• _Work required_
Search the material for "Walks" and show all lines that contain it.

• _Data for the task_

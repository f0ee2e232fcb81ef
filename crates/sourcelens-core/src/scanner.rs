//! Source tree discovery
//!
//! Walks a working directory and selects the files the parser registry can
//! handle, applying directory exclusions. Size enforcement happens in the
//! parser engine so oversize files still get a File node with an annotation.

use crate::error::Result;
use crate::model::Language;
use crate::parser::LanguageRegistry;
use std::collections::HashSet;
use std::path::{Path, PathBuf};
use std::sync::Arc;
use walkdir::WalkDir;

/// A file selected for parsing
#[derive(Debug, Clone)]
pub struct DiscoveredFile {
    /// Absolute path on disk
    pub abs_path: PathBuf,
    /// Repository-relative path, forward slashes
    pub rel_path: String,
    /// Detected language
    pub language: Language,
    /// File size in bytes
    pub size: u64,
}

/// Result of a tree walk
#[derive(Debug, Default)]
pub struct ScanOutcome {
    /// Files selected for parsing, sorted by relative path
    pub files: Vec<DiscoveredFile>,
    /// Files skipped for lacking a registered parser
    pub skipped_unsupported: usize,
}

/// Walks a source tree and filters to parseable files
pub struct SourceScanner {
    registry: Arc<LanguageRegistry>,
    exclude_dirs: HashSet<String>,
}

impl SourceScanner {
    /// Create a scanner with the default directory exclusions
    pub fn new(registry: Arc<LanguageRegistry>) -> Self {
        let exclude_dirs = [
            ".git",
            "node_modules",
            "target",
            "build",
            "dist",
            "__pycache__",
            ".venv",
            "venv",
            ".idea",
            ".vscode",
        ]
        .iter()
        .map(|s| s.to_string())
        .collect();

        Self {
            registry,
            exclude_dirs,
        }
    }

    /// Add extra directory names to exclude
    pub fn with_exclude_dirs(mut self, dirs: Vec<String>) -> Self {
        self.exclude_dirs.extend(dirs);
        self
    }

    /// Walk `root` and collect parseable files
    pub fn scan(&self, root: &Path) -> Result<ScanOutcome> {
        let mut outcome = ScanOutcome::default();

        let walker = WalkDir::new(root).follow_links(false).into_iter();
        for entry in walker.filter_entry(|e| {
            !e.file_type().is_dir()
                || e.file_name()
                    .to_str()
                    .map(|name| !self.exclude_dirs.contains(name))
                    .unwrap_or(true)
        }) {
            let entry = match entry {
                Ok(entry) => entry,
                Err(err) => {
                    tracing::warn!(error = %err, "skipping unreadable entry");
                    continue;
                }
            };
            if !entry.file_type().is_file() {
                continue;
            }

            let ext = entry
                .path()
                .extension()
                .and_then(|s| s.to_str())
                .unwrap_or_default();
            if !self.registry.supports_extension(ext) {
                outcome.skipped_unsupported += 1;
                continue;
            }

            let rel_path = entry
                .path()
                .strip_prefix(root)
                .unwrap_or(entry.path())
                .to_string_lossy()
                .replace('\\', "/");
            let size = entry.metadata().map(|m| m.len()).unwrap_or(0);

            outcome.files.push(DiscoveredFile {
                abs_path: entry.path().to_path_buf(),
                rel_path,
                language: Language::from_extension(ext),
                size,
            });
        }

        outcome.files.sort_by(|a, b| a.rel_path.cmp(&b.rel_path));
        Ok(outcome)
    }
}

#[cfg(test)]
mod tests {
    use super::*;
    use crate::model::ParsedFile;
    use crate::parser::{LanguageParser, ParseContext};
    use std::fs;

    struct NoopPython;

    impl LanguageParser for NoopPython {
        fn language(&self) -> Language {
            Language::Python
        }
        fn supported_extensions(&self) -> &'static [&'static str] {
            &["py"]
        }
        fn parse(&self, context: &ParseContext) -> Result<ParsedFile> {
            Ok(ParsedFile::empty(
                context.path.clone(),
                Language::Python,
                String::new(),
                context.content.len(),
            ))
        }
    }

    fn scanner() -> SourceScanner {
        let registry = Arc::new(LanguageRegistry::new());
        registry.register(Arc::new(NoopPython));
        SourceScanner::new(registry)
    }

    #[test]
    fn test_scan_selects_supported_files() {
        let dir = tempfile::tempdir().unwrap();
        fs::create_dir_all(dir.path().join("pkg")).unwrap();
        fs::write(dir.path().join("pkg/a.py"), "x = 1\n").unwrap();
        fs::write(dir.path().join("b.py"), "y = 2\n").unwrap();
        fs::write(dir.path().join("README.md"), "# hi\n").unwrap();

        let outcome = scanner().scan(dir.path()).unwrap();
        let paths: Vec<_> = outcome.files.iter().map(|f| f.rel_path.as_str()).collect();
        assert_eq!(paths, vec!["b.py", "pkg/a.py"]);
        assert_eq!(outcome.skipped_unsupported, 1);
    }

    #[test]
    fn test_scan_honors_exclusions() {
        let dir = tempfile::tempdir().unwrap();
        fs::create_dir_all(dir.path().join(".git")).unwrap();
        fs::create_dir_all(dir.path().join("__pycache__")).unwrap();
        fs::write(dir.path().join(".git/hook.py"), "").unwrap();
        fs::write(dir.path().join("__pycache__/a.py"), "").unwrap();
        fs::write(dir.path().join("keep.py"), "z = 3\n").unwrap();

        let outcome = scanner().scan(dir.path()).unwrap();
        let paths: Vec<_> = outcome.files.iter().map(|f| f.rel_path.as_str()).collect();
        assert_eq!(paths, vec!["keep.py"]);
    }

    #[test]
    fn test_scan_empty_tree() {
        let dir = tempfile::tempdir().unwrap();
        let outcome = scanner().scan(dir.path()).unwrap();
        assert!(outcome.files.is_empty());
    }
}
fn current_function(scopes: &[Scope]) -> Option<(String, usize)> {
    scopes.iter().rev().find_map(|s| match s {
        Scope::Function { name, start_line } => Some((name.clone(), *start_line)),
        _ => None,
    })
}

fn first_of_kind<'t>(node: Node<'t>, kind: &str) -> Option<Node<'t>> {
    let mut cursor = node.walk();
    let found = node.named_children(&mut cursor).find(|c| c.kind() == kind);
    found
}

• _Task answer_
//! Walks a working directory and selects the files the parser registry can
/// Walks a source tree and filters to parseable files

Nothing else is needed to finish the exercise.